AIM OF THE TASK: These records need to be repeated exactly, every one of them.

── INFORMATION ──

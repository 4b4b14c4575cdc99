//! Transaction data structures shared by the batch and online paths

use crate::error::ScoringError;
use chrono::{DateTime, NaiveDateTime, Utc};
use serde::{Deserialize, Deserializer, Serialize, Serializer};

/// Wall-clock format used by the historical CSV exports. Fractional seconds
/// are optional on input and written only when non-zero.
pub const TIMESTAMP_FORMAT: &str = "%Y-%m-%d %H:%M:%S%.f";

/// A single payment event as it arrives from upstream.
///
/// The same shape is read from historical CSV rows and from live JSON
/// messages, so both execution modes see identical field semantics.
#[derive(Debug, Clone, PartialEq, Serialize, Deserialize)]
pub struct Transaction {
    /// Unique transaction identifier
    pub transaction_id: String,

    /// Account the transaction belongs to
    pub user_id: i64,

    /// Transaction amount, strictly positive
    pub amount: f64,

    /// Event time, interpreted as UTC
    #[serde(
        serialize_with = "serialize_timestamp",
        deserialize_with = "deserialize_timestamp"
    )]
    pub timestamp: DateTime<Utc>,

    /// Merchant category name, encoded through the persisted category table
    pub merchant_category: String,

    /// City or region reported by the acquirer
    #[serde(default)]
    pub location: String,

    /// Device or network fingerprint
    #[serde(default)]
    pub device_id: String,

    /// Ground-truth label, only present in historical data
    #[serde(default, alias = "is_fraud_label")]
    pub is_fraud: Option<u8>,
}

impl Transaction {
    /// Create an unlabelled transaction with empty location and device fields
    pub fn new(
        transaction_id: impl Into<String>,
        user_id: i64,
        amount: f64,
        timestamp: DateTime<Utc>,
        merchant_category: impl Into<String>,
    ) -> Self {
        Self {
            transaction_id: transaction_id.into(),
            user_id,
            amount,
            timestamp,
            merchant_category: merchant_category.into(),
            location: String::new(),
            device_id: String::new(),
            is_fraud: None,
        }
    }

    /// Check the fields the feature engine depends on.
    pub fn validate(&self) -> Result<(), ScoringError> {
        if self.transaction_id.trim().is_empty() {
            return Err(ScoringError::Validation(
                "transaction_id is missing".to_string(),
            ));
        }
        if !self.amount.is_finite() {
            return Err(ScoringError::Validation(format!(
                "amount is not numeric for transaction {}",
                self.transaction_id
            )));
        }
        if self.amount <= 0.0 {
            return Err(ScoringError::Validation(format!(
                "amount must be positive, got {} for transaction {}",
                self.amount, self.transaction_id
            )));
        }
        if self.merchant_category.trim().is_empty() {
            return Err(ScoringError::Validation(format!(
                "merchant_category is missing for transaction {}",
                self.transaction_id
            )));
        }
        Ok(())
    }
}

/// Parse a timestamp in either the CSV wall-clock format (UTC) or RFC 3339.
pub fn parse_timestamp(raw: &str) -> Option<DateTime<Utc>> {
    let raw = raw.trim();
    if let Ok(naive) = NaiveDateTime::parse_from_str(raw, TIMESTAMP_FORMAT) {
        return Some(naive.and_utc());
    }
    DateTime::parse_from_rfc3339(raw)
        .ok()
        .map(|dt| dt.with_timezone(&Utc))
}

pub(crate) fn serialize_timestamp<S: Serializer>(ts: &DateTime<Utc>, s: S) -> Result<S::Ok, S::Error> {
    s.serialize_str(&ts.format(TIMESTAMP_FORMAT).to_string())
}

pub(crate) fn deserialize_timestamp<'de, D: Deserializer<'de>>(d: D) -> Result<DateTime<Utc>, D::Error> {
    let raw = String::deserialize(d)?;
    parse_timestamp(&raw)
        .ok_or_else(|| serde::de::Error::custom(format!("unrecognised timestamp '{raw}'")))
}

#[cfg(test)]
mod tests {
    use super::*;
    use chrono::TimeZone;

    fn sample() -> Transaction {
        Transaction::new(
            "tx_1",
            1000,
            50.0,
            Utc.with_ymd_and_hms(2024, 3, 1, 9, 30, 0).unwrap(),
            "Groceries",
        )
    }

    #[test]
    fn test_parse_both_timestamp_formats() {
        let expected = Utc.with_ymd_and_hms(2024, 3, 1, 9, 30, 0).unwrap();
        assert_eq!(parse_timestamp("2024-03-01 09:30:00"), Some(expected));
        assert_eq!(parse_timestamp("2024-03-01T09:30:00Z"), Some(expected));
        assert_eq!(parse_timestamp("2024-03-01T11:30:00+02:00"), Some(expected));
        assert_eq!(parse_timestamp("yesterday"), None);
    }

    #[test]
    fn test_fractional_seconds_survive_serialization() {
        let ts = parse_timestamp("2024-01-01T10:00:00.750+02:00").unwrap();
        assert_eq!(ts.timestamp_subsec_millis(), 750);

        let mut tx = sample();
        tx.timestamp = ts;
        let json = serde_json::to_string(&tx).unwrap();
        assert!(json.contains("\"2024-01-01 08:00:00.750\""));

        let back: Transaction = serde_json::from_str(&json).unwrap();
        assert_eq!(back.timestamp, ts);
    }

    #[test]
    fn test_whole_seconds_written_without_fraction() {
        let json = serde_json::to_string(&sample()).unwrap();
        assert!(json.contains("\"2024-03-01 09:30:00\""));
    }

    #[test]
    fn test_json_accepts_producer_label_alias() {
        let json = r#"{
            "transaction_id": "abc",
            "user_id": 1042,
            "amount": 12.5,
            "timestamp": "2024-03-01 09:30:00",
            "merchant_category": "Dining",
            "location": "Lyon",
            "device_id": "10.0.0.1",
            "is_fraud_label": 1
        }"#;
        let tx: Transaction = serde_json::from_str(json).unwrap();
        assert_eq!(tx.user_id, 1042);
        assert_eq!(tx.is_fraud, Some(1));
        assert_eq!(tx.location, "Lyon");
    }

    #[test]
    fn test_missing_amount_fails_to_decode() {
        let json = r#"{"transaction_id": "abc", "user_id": 1, "timestamp": "2024-03-01 09:30:00", "merchant_category": "Dining"}"#;
        assert!(serde_json::from_str::<Transaction>(json).is_err());
    }

    #[test]
    fn test_validate_rejects_bad_amounts() {
        let mut tx = sample();
        assert!(tx.validate().is_ok());

        tx.amount = 0.0;
        assert!(matches!(tx.validate(), Err(ScoringError::Validation(_))));

        tx.amount = f64::NAN;
        assert!(matches!(tx.validate(), Err(ScoringError::Validation(_))));

        tx.amount = -3.0;
        assert!(matches!(tx.validate(), Err(ScoringError::Validation(_))));
    }

    #[test]
    fn test_validate_rejects_blank_category() {
        let mut tx = sample();
        tx.merchant_category = "  ".to_string();
        assert!(matches!(tx.validate(), Err(ScoringError::Validation(_))));
    }
}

───

RESULT:
repository 4b4b14c4575cdc99
//! Transaction data structures shared by the batch and online paths

use crate::error::ScoringError;
use chrono::{DateTime, NaiveDateTime, Utc};
use serde::{Deserialize, Deserializer, Serialize, Serializer};

/// Wall-clock format used by the historical CSV exports. Fractional seconds
/// are optional on input and written only when non-zero.
pub const TIMESTAMP_FORMAT: &str = "%Y-%m-%d %H:%M:%S%.f";

/// A single payment event as it arrives from upstream.
///
/// The same shape is read from historical CSV rows and from live JSON
/// messages, so both execution modes see identical field semantics.
#[derive(Debug, Clone, PartialEq, Serialize, Deserialize)]
pub struct Transaction {
    /// Unique transaction identifier
    pub transaction_id: String,

    /// Account the transaction belongs to
    pub user_id: i64,

    /// Transaction amount, strictly positive
    pub amount: f64,

    /// Event time, interpreted as UTC
    #[serde(
        serialize_with = "serialize_timestamp",
        deserialize_with = "deserialize_timestamp"
    )]
    pub timestamp: DateTime<Utc>,

    /// Merchant category name, encoded through the persisted category table
    pub merchant_category: String,

    /// City or region reported by the acquirer
    #[serde(default)]
    pub location: String,

    /// Device or network fingerprint
    #[serde(default)]
    pub device_id: String,

    /// Ground-truth label, only present in historical data
    #[serde(default, alias = "is_fraud_label")]
    pub is_fraud: Option<u8>,
}

impl Transaction {
    /// Create an unlabelled transaction with empty location and device fields
    pub fn new(
        transaction_id: impl Into<String>,
        user_id: i64,
        amount: f64,
        timestamp: DateTime<Utc>,
        merchant_category: impl Into<String>,
    ) -> Self {
        Self {
            transaction_id: transaction_id.into(),
            user_id,
            amount,
            timestamp,
            merchant_category: merchant_category.into(),
            location: String::new(),
            device_id: String::new(),
            is_fraud: None,
        }
    }

    /// Check the fields the feature engine depends on.
    pub fn validate(&self) -> Result<(), ScoringError> {
        if self.transaction_id.trim().is_empty() {
            return Err(ScoringError::Validation(
                "transaction_id is missing".to_string(),
            ));
        }
        if !self.amount.is_finite() {
            return Err(ScoringError::Validation(format!(
                "amount is not numeric for transaction {}",
                self.transaction_id
            )));
        }
        if self.amount <= 0.0 {
            return Err(ScoringError::Validation(format!(
                "amount must be positive, got {} for transaction {}",
                self.amount, self.transaction_id
            )));
        }
        if self.merchant_category.trim().is_empty() {
            return Err(ScoringError::Validation(format!(
                "merchant_category is missing for transaction {}",
                self.transaction_id
            )));
        }
        Ok(())
    }
}

/// Parse a timestamp in either the CSV wall-clock format (UTC) or RFC 3339.
pub fn parse_timestamp(raw: &str) -> Option<DateTime<Utc>> {
    let raw = raw.trim();
    if let Ok(naive) = NaiveDateTime::parse_from_str(raw, TIMESTAMP_FORMAT) {
        return Some(naive.and_utc());
    }
    DateTime::parse_from_rfc3339(raw)
        .ok()
        .map(|dt| dt.with_timezone(&Utc))
}

pub(crate) fn serialize_timestamp<S: Serializer>(ts: &DateTime<Utc>, s: S) -> Result<S::Ok, S::Error> {
    s.serialize_str(&ts.format(TIMESTAMP_FORMAT).to_string())
}

pub(crate) fn deserialize_timestamp<'de, D: Deserializer<'de>>(d: D) -> Result<DateTime<Utc>, D::Error> {
    let raw = String::deserialize(d)?;
    parse_timestamp(&raw)
        .ok_or_else(|| serde::de::Error::custom(format!("unrecognised timestamp '{raw}'")))
}

#[cfg(test)]
mod tests {
    use super::*;
    use chrono::TimeZone;

    fn sample() -> Transaction {
        Transaction::new(
            "tx_1",
            1000,
            50.0,
            Utc.with_ymd_and_hms(2024, 3, 1, 9, 30, 0).unwrap(),
            "Groceries",
        )
    }

    #[test]
    fn test_parse_both_timestamp_formats() {
        let expected = Utc.with_ymd_and_hms(2024, 3, 1, 9, 30, 0).unwrap();
        assert_eq!(parse_timestamp("2024-03-01 09:30:00"), Some(expected));
        assert_eq!(parse_timestamp("2024-03-01T09:30:00Z"), Some(expected));
        assert_eq!(parse_timestamp("2024-03-01T11:30:00+02:00"), Some(expected));
        assert_eq!(parse_timestamp("yesterday"), None);
    }

    #[test]
    fn test_fractional_seconds_survive_serialization() {
        let ts = parse_timestamp("2024-01-01T10:00:00.750+02:00").unwrap();
        assert_eq!(ts.timestamp_subsec_millis(), 750);

        let mut tx = sample();
        tx.timestamp = ts;
        let json = serde_json::to_string(&tx).unwrap();
        assert!(json.contains("\"2024-01-01 08:00:00.750\""));

        let back: Transaction = serde_json::from_str(&json).unwrap();
        assert_eq!(back.timestamp, ts);
    }

    #[test]
    fn test_whole_seconds_written_without_fraction() {
        let json = serde_json::to_string(&sample()).unwrap();
        assert!(json.contains("\"2024-03-01 09:30:00\""));
    }

    #[test]
    fn test_json_accepts_producer_label_alias() {
        let json = r#"{
            "transaction_id": "abc",
            "user_id": 1042,
            "amount": 12.5,
            "timestamp": "2024-03-01 09:30:00",
            "merchant_category": "Dining",
            "location": "Lyon",
            "device_id": "10.0.0.1",
            "is_fraud_label": 1
        }"#;
        let tx: Transaction = serde_json::from_str(json).unwrap();
        assert_eq!(tx.user_id, 1042);
        assert_eq!(tx.is_fraud, Some(1));
        assert_eq!(tx.location, "Lyon");
    }

    #[test]
    fn test_missing_amount_fails_to_decode() {
        let json = r#"{"transaction_id": "abc", "user_id": 1, "timestamp": "2024-03-01 09:30:00", "merchant_category": "Dining"}"#;
        assert!(serde_json::from_str::<Transaction>(json).is_err());
    }

    #[test]
    fn test_validate_rejects_bad_amounts() {
        let mut tx = sample();
        assert!(tx.validate().is_ok());

        tx.amount = 0.0;
        assert!(matches!(tx.validate(), Err(ScoringError::Validation(_))));

        tx.amount = f64::NAN;
        assert!(matches!(tx.validate(), Err(ScoringError::Validation(_))));

        tx.amount = -3.0;
        assert!(matches!(tx.validate(), Err(ScoringError::Validation(_))));
    }

    #[test]
    fn test_validate_rejects_blank_category() {
        let mut tx = sample();
        tx.merchant_category = "  ".to_string();
        assert!(matches!(tx.validate(), Err(ScoringError::Validation(_))));
    }
}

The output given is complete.